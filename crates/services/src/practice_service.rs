use std::sync::Arc;

use rand::rng;
use rand::seq::IndexedRandom;
use tracing::info;
use uuid::Uuid;

use gym_core::Clock;
use gym_core::model::{
    Category, PracticeSession, Question, QuestionId, SelfAssessment, SessionId, UserId,
};
use storage::repository::{PracticeSessionRepository, QuestionRepository};

use crate::error::PracticeError;

/// A session paired with the question it was practised against.
#[derive(Debug, Clone, PartialEq)]
pub struct SessionWithQuestion {
    pub session: PracticeSession,
    pub question: Question,
}

/// Drives a practice attempt: pick a question, start, self-assess.
#[derive(Clone)]
pub struct PracticeService {
    clock: Clock,
    questions: Arc<dyn QuestionRepository>,
    sessions: Arc<dyn PracticeSessionRepository>,
}

impl PracticeService {
    #[must_use]
    pub fn new(
        clock: Clock,
        questions: Arc<dyn QuestionRepository>,
        sessions: Arc<dyn PracticeSessionRepository>,
    ) -> Self {
        Self {
            clock,
            questions,
            sessions,
        }
    }

    /// Pick a question uniformly at random, optionally restricted to one category.
    ///
    /// # Errors
    ///
    /// Returns `PracticeError::NoQuestions` if nothing matches, or
    /// `PracticeError::Storage` on repository failures.
    pub async fn random_question(
        &self,
        category: Option<&Category>,
    ) -> Result<Question, PracticeError> {
        let pool: Vec<Question> = self
            .questions
            .list_questions()
            .await?
            .into_iter()
            .filter(|q| category.is_none_or(|c| q.category() == c))
            .collect();

        let mut rng = rng();
        pool.choose(&mut rng).cloned().ok_or(PracticeError::NoQuestions)
    }

    /// Start a new attempt against an existing question.
    ///
    /// # Errors
    ///
    /// Returns `PracticeError::UnknownQuestion` if the question is missing, or
    /// `PracticeError::Storage` on repository failures.
    pub async fn start_session(
        &self,
        user_id: &UserId,
        question_id: &QuestionId,
    ) -> Result<PracticeSession, PracticeError> {
        if self.questions.get_question(question_id).await?.is_none() {
            return Err(PracticeError::UnknownQuestion(question_id.clone()));
        }

        let session = PracticeSession::start(
            SessionId::new(Uuid::new_v4().to_string()),
            user_id.clone(),
            question_id.clone(),
            self.clock.now(),
        );
        self.sessions.upsert_session(&session).await?;
        info!(session = %session.id(), user = %user_id, question = %question_id, "session started");
        Ok(session)
    }

    /// Record the user's self-assessment, completing the session.
    ///
    /// # Errors
    ///
    /// Returns `PracticeError::UnknownSession` if missing,
    /// `PracticeError::Session` if it was already assessed, or
    /// `PracticeError::Storage` on repository failures.
    pub async fn submit_assessment(
        &self,
        session_id: &SessionId,
        assessment: SelfAssessment,
        duration_secs: u32,
    ) -> Result<PracticeSession, PracticeError> {
        let mut session = self
            .sessions
            .get_session(session_id)
            .await?
            .ok_or_else(|| PracticeError::UnknownSession(session_id.clone()))?;

        session.submit_assessment(assessment, duration_secs, self.clock.now())?;
        self.sessions.upsert_session(&session).await?;
        info!(
            session = %session_id,
            confidence = session.confidence_score(),
            duration_secs,
            "assessment submitted"
        );
        Ok(session)
    }

    /// A user's sessions, newest first.
    ///
    /// # Errors
    ///
    /// Returns `PracticeError::Storage` on repository failures.
    pub async fn list_sessions(
        &self,
        user_id: &UserId,
    ) -> Result<Vec<PracticeSession>, PracticeError> {
        Ok(self.sessions.list_sessions_for_user(user_id).await?)
    }

    /// Sessions whose question text or category contains `term`, ignoring case.
    ///
    /// Sessions referencing unknown questions never match.
    ///
    /// # Errors
    ///
    /// Returns `PracticeError::Storage` on repository failures.
    pub async fn search_sessions(
        &self,
        user_id: &UserId,
        term: &str,
    ) -> Result<Vec<SessionWithQuestion>, PracticeError> {
        let sessions = self.sessions.list_sessions_for_user(user_id).await?;
        let questions = self.questions.list_questions().await?;

        Ok(sessions
            .into_iter()
            .filter_map(|session| {
                let question = questions.iter().find(|q| q.id() == session.question_id())?;
                question.matches_search(term).then(|| SessionWithQuestion {
                    session,
                    question: question.clone(),
                })
            })
            .collect())
    }
}

#[cfg(test)]
mod tests {
    use super::*;
    use chrono::Duration;
    use gym_core::catalog::builtin_questions;
    use gym_core::model::{ConfidenceRating, SessionError};
    use gym_core::time::fixed_now;
    use storage::repository::InMemoryRepository;

    async fn setup(clock: Clock) -> (InMemoryRepository, PracticeService) {
        let repo = InMemoryRepository::new();
        for q in builtin_questions() {
            repo.upsert_question(&q).await.unwrap();
        }
        let svc = PracticeService::new(clock, Arc::new(repo.clone()), Arc::new(repo.clone()));
        (repo, svc)
    }

    #[tokio::test]
    async fn random_question_respects_category() {
        let (_, svc) = setup(Clock::fixed(fixed_now())).await;
        for _ in 0..10 {
            let q = svc
                .random_question(Some(&Category::DataValidity))
                .await
                .unwrap();
            assert_eq!(q.category(), &Category::DataValidity);
        }

        let err = svc
            .random_question(Some(&Category::Other("Product".into())))
            .await
            .unwrap_err();
        assert!(matches!(err, PracticeError::NoQuestions));
    }

    #[tokio::test]
    async fn start_then_assess_once() {
        let mut clock = Clock::fixed(fixed_now());
        let (repo, svc) = setup(clock).await;
        let user = UserId::new("user1");

        let started = svc
            .start_session(&user, &QuestionId::new("q3"))
            .await
            .unwrap();
        assert!(!started.is_completed());

        clock.advance(Duration::seconds(75));
        let svc = PracticeService::new(clock, Arc::new(repo.clone()), Arc::new(repo.clone()));
        let done = svc
            .submit_assessment(
                started.id(),
                SelfAssessment::new(ConfidenceRating::new(5).unwrap()),
                75,
            )
            .await
            .unwrap();
        assert_eq!(done.completed_at(), Some(fixed_now() + Duration::seconds(75)));

        let stored = repo.get_session(started.id()).await.unwrap().unwrap();
        assert_eq!(stored, done);

        let err = svc
            .submit_assessment(
                started.id(),
                SelfAssessment::new(ConfidenceRating::new(1).unwrap()),
                5,
            )
            .await
            .unwrap_err();
        assert!(matches!(
            err,
            PracticeError::Session(SessionError::AlreadyCompleted(_))
        ));
    }

    #[tokio::test]
    async fn unknown_ids_are_reported() {
        let (_, svc) = setup(Clock::fixed(fixed_now())).await;
        let err = svc
            .start_session(&UserId::new("user1"), &QuestionId::new("q99"))
            .await
            .unwrap_err();
        assert!(matches!(err, PracticeError::UnknownQuestion(_)));

        let err = svc
            .submit_assessment(
                &SessionId::new("missing"),
                SelfAssessment::new(ConfidenceRating::new(3).unwrap()),
                0,
            )
            .await
            .unwrap_err();
        assert!(matches!(err, PracticeError::UnknownSession(_)));
    }

    #[tokio::test]
    async fn search_matches_text_and_category() {
        let (_, svc) = setup(Clock::fixed(fixed_now())).await;
        let user = UserId::new("user1");
        svc.start_session(&user, &QuestionId::new("q17")).await.unwrap();
        svc.start_session(&user, &QuestionId::new("q1")).await.unwrap();

        let by_text = svc.search_sessions(&user, "INFUSION").await.unwrap();
        assert_eq!(by_text.len(), 1);
        assert_eq!(by_text[0].question.id().as_str(), "q17");

        let by_category = svc.search_sessions(&user, "cost &").await.unwrap();
        assert_eq!(by_category.len(), 1);

        let all = svc.search_sessions(&user, "").await.unwrap();
        assert_eq!(all.len(), 2);
        assert_eq!(svc.list_sessions(&user).await.unwrap().len(), 2);
    }
}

______

_Task_
Search the data for "SelfAssessment". Copy every line that has it.

_Response area_
    Category, PracticeSession, Question, QuestionId, SelfAssessment, SessionId, UserId,
        assessment: SelfAssessment,
                SelfAssessment::new(ConfidenceRating::new(5).unwrap()),
                SelfAssessment::new(ConfidenceRating::new(1).unwrap()),
                SelfAssessment::new(ConfidenceRating::new(3).unwrap()),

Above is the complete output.